> I'll try. Is there some predefined symbol by which I can recognize
> sunos-3 from SunOS 4?
I just added #ifdef sun, which is defined. I don't know if sunOS 4
adds another define to distinguish it from earlier versions.
> When I print it the pages are numbered. Maybe you should shorten the
> page height in "myformat.sty" -- I set it for European paper size,
> which is about 12 inches high, while yours is likely to be 11 inches.
Ah, that explains it. Would be nice if your style worked for
either size (may be we need a4.sty).
> Actually, Python lacks explicit declarations as well -- and indeed it
True. I was just adding up perl's sins! It seems funny that you
have to import definitions but not declare variable! Even a `def
<var>' will help. I would also like `def <var> <type>' or
something similar.
> Python on purpose gives you one way to do most things (one way for
> each things, not one way for all things together!), on the account
> that it makes the choice easier, and makes programs more readable --
Perl does go overboard in the number of choices it provides but
common idioms can become easier to read if they have a special
form. Even though x[i*j] += y is equiv. to x[i*j] = x[i*j] + y, I
favor the first form. And the same is true of other idioms. So
`only one way' seems limiting.
> There is a demo directory in the distribution which tries to give the
> examples, and part of the library is also intended as such -- but more
> examples always help.
You may also want to post new useful scripts to lang.misc to
stimulate discussion (and may be flames. But we can ignore those)
and to give people an opportunity to see python in action.
(Mailing lists tend to be overwhelming for beginners).
> >I should be able to say
> > result += b
> >or better still,
> > result += [a,b,c]
>
> The latter should automatically work if we let x += y be syntactic
> sugar for x = x+y. Note that result = result + [x] has a different
> meaning than result.append(x)...
I understand the difference -- that is why I think overloading
operators is worth considering. The '+' in result += b is a
different operator from 'result + [a,b,c]'. As long as the type
signature is different, there should not be a problem in resolving
operators, right?
> For simple cases you can use tuples -- this keeps values together but
> you reference them by position. For larger cases you indeed have to
> use classes -- but what's ugly about that?
Because all I want is to name tuple constituents. A class is a
much heavier weight feature. I think what is lacking is *syntax*
as in a referentially transparent language you can easily translate
tuple.field to tuple.position. I suppose you do need declarations.
> You can do this! If a is a list of three elements, just write
> [x, y, z] = a
Good! Guess I should reread the tutorial!
> import posix, string
> pipe = posix.popen('ls -l', 'r')
> for line in pipe.readlines():
> if line[:5] = 'total': continue
> [perm,links,user,group,size,mon,day,YoT,name] = string.split(line)[:9]
> print size, '\t' + name
This is exactly the kind of thing that will let people compare
python with other languages. Shouldn't that `string.split' be
`line.split'? Why is '\t' + name preferable to '\t', name?
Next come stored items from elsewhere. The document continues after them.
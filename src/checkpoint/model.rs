//! Durable crawl state: records, task outcomes and the detail cache

use crate::config::Config;
use crate::planner::{order_categories, TaskId};
use crate::state::TaskState;
use serde::{Deserialize, Deserializer, Serialize};
use std::collections::{BTreeMap, BTreeSet, HashSet};
use std::fmt;

/// Current checkpoint format version
pub const CHECKPOINT_VERSION: u32 = 2;

/// Trims a string and maps blank values to None
pub(crate) fn non_blank(value: Option<String>) -> Option<String> {
    value
        .map(|v| v.trim().to_string())
        .filter(|v| !v.is_empty())
}

fn blank_as_none<'de, D>(deserializer: D) -> Result<Option<String>, D::Error>
where
    D: Deserializer<'de>,
{
    let value: Option<String> = Option::deserialize(deserializer)?;
    Ok(non_blank(value))
}

/// Poster, description and genre signals of one detail page
#[derive(Debug, Clone, Default, PartialEq, Eq, Serialize, Deserialize)]
pub struct DetailInfo {
    #[serde(default, deserialize_with = "blank_as_none")]
    pub poster_url: Option<String>,

    #[serde(default, deserialize_with = "blank_as_none")]
    pub description: Option<String>,

    /// Infobox genre entries and page category names
    #[serde(default, skip_serializing_if = "Vec::is_empty")]
    pub genres: Vec<String>,
}

impl DetailInfo {
    pub fn new(poster_url: Option<String>, description: Option<String>, genres: Vec<String>) -> Self {
        Self {
            poster_url: non_blank(poster_url),
            description: non_blank(description),
            genres: genres
                .into_iter()
                .filter_map(|g| non_blank(Some(g)))
                .collect(),
        }
    }
}

/// One film in the output dataset
#[derive(Debug, Clone, PartialEq, Eq, Serialize, Deserialize)]
pub struct Record {
    pub year: i32,

    #[serde(alias = "language")]
    pub category_key: String,

    pub title: String,

    #[serde(alias = "movie_page_url")]
    pub detail_url: String,

    #[serde(default, deserialize_with = "blank_as_none")]
    pub poster_url: Option<String>,

    #[serde(default, deserialize_with = "blank_as_none")]
    pub description: Option<String>,

    /// Listing page the title was found on
    pub source_url: String,
}

impl Record {
    pub fn task_id(&self) -> TaskId {
        TaskId::new(self.year, &self.category_key)
    }

    /// Identity used for de-duplication: `(task id, detail url)`
    pub fn key(&self) -> (TaskId, String) {
        (self.task_id(), self.detail_url.clone())
    }
}

/// The configuration a checkpoint was created with
#[derive(Debug, Clone, PartialEq, Eq, Serialize, Deserialize)]
pub struct CheckpointConfig {
    pub start_year: i32,
    pub end_year: i32,
    #[serde(alias = "languages")]
    pub category_keys: Vec<String>,
}

impl CheckpointConfig {
    /// Extracts the fields that identify a crawl from the full configuration
    pub fn from_config(config: &Config) -> Self {
        Self {
            start_year: config.crawl.start_year,
            end_year: config.crawl.end_year,
            category_keys: order_categories(&config.crawl.categories, false),
        }
    }
}

impl fmt::Display for CheckpointConfig {
    fn fmt(&self, f: &mut fmt::Formatter<'_>) -> fmt::Result {
        write!(
            f,
            "years {}..={} categories [{}]",
            self.start_year,
            self.end_year,
            self.category_keys.join(", ")
        )
    }
}

/// Result of merging externally supplied records
#[derive(Debug, Clone, Copy, Default, PartialEq, Eq)]
pub struct MergeOutcome {
    pub added: usize,
    pub skipped: usize,
}

/// Durable snapshot of crawl progress
///
/// Invariants maintained by the mutation methods:
/// - a task id is in at most one of `completed_tasks` and `failed_tasks`
/// - no two records share a `(task id, detail url)` pair
#[derive(Debug, Clone, PartialEq, Serialize)]
pub struct CheckpointState {
    pub version: u32,
    pub config: CheckpointConfig,
    pub completed_tasks: BTreeSet<TaskId>,
    pub failed_tasks: BTreeMap<TaskId, String>,
    pub records: Vec<Record>,
    pub detail_cache: BTreeMap<String, DetailInfo>,
}

impl Default for CheckpointState {
    fn default() -> Self {
        Self::new(CheckpointConfig {
            start_year: 0,
            end_year: 0,
            category_keys: Vec::new(),
        })
    }
}

impl CheckpointState {
    pub fn new(config: CheckpointConfig) -> Self {
        Self {
            version: CHECKPOINT_VERSION,
            config,
            completed_tasks: BTreeSet::new(),
            failed_tasks: BTreeMap::new(),
            records: Vec::new(),
            detail_cache: BTreeMap::new(),
        }
    }

    /// Durable state of a task: completed, failed, or pending
    pub fn durable_state(&self, id: &TaskId) -> TaskState {
        if self.completed_tasks.contains(id) {
            TaskState::Completed
        } else if self.failed_tasks.contains_key(id) {
            TaskState::Failed
        } else {
            TaskState::Pending
        }
    }

    /// Records a finished task together with its records
    ///
    /// Any earlier failure for the task is cleared. Records that duplicate an
    /// existing `(task id, detail url)` are dropped.
    pub fn mark_completed(&mut self, id: &TaskId, records: Vec<Record>) -> MergeOutcome {
        self.failed_tasks.remove(id);
        self.completed_tasks.insert(id.clone());
        self.append_unique(records)
    }

    /// Records a task failure with its last error message
    pub fn mark_failed(&mut self, id: &TaskId, message: impl Into<String>) {
        self.completed_tasks.remove(id);
        self.failed_tasks.insert(id.clone(), message.into());
    }

    /// Marks a task as complete without crawling it
    ///
    /// Returns true if the task was previously recorded as failed.
    pub fn mark_task_complete_manually(&mut self, id: &TaskId) -> bool {
        let was_failed = self.failed_tasks.remove(id).is_some();
        self.completed_tasks.insert(id.clone());
        was_failed
    }

    /// Appends externally supplied records, skipping duplicates
    pub fn merge_manual_records(&mut self, records: Vec<Record>) -> MergeOutcome {
        self.append_unique(records)
    }

    /// Returns true if the configuration identifies the same crawl
    pub fn matches_config(&self, config: &CheckpointConfig) -> bool {
        &self.config == config
    }

    fn append_unique(&mut self, records: Vec<Record>) -> MergeOutcome {
        let mut seen: HashSet<(TaskId, String)> = self.records.iter().map(Record::key).collect();
        let mut outcome = MergeOutcome::default();

        for record in records {
            if seen.insert(record.key()) {
                self.records.push(record);
                outcome.added += 1;
            } else {
                outcome.skipped += 1;
            }
        }

        outcome
    }
}

/// On-disk layout accepted when loading, including version 1 checkpoints
#[derive(Debug, Deserialize)]
pub(crate) struct RawCheckpoint {
    #[serde(default = "legacy_version")]
    pub version: u32,
    pub config: CheckpointConfig,
    #[serde(default)]
    pub completed_tasks: BTreeSet<TaskId>,
    #[serde(default)]
    pub failed_tasks: BTreeMap<TaskId, String>,
    #[serde(default)]
    pub records: Vec<Record>,
    #[serde(default, alias = "movie_details_cache")]
    pub detail_cache: Option<BTreeMap<String, DetailInfo>>,
    /// Oldest checkpoints only stored poster URLs
    #[serde(default)]
    pub poster_cache: BTreeMap<String, String>,
}

fn legacy_version() -> u32 {
    1
}

impl RawCheckpoint {
    /// Upgrades any accepted layout to the current version
    pub(crate) fn into_state(self) -> CheckpointState {
        let detail_cache = self.detail_cache.unwrap_or_else(|| {
            self.poster_cache
                .into_iter()
                .map(|(url, poster)| (url, DetailInfo::new(Some(poster), None, Vec::new())))
                .collect()
        });

        let mut state = CheckpointState::new(self.config);
        state.completed_tasks = self.completed_tasks;
        state.failed_tasks = self.failed_tasks;
        state.detail_cache = detail_cache;

        // a completed id wins over a stale failure entry
        let completed = state.completed_tasks.clone();
        state.failed_tasks.retain(|id, _| !completed.contains(id));

        state.append_unique(self.records);
        state
    }
}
> 'total', which makes this kind of scripts so dangerously non-portable.
Though that does not depend on the scripting language.
> There's already a built-in module 'regexp', which does what you want.
> Access is slightly clumsier than Perl (there's no special syntax to
> handle regular expressions) and the expressions are simpler (just
> Henry Spencer's regexp package), but what you want is there...
I should really get reacquainted with python. It has been while
and my short term memory is getting worse:-(
- -- bakul
PS: one more comment. The fact that for built in things you can
use unqualfied procedures (operators?) such as `len(string)' but
for user defined class instances you have to do `foo.len()' seems
inconsistent -- I don't know what can be done though.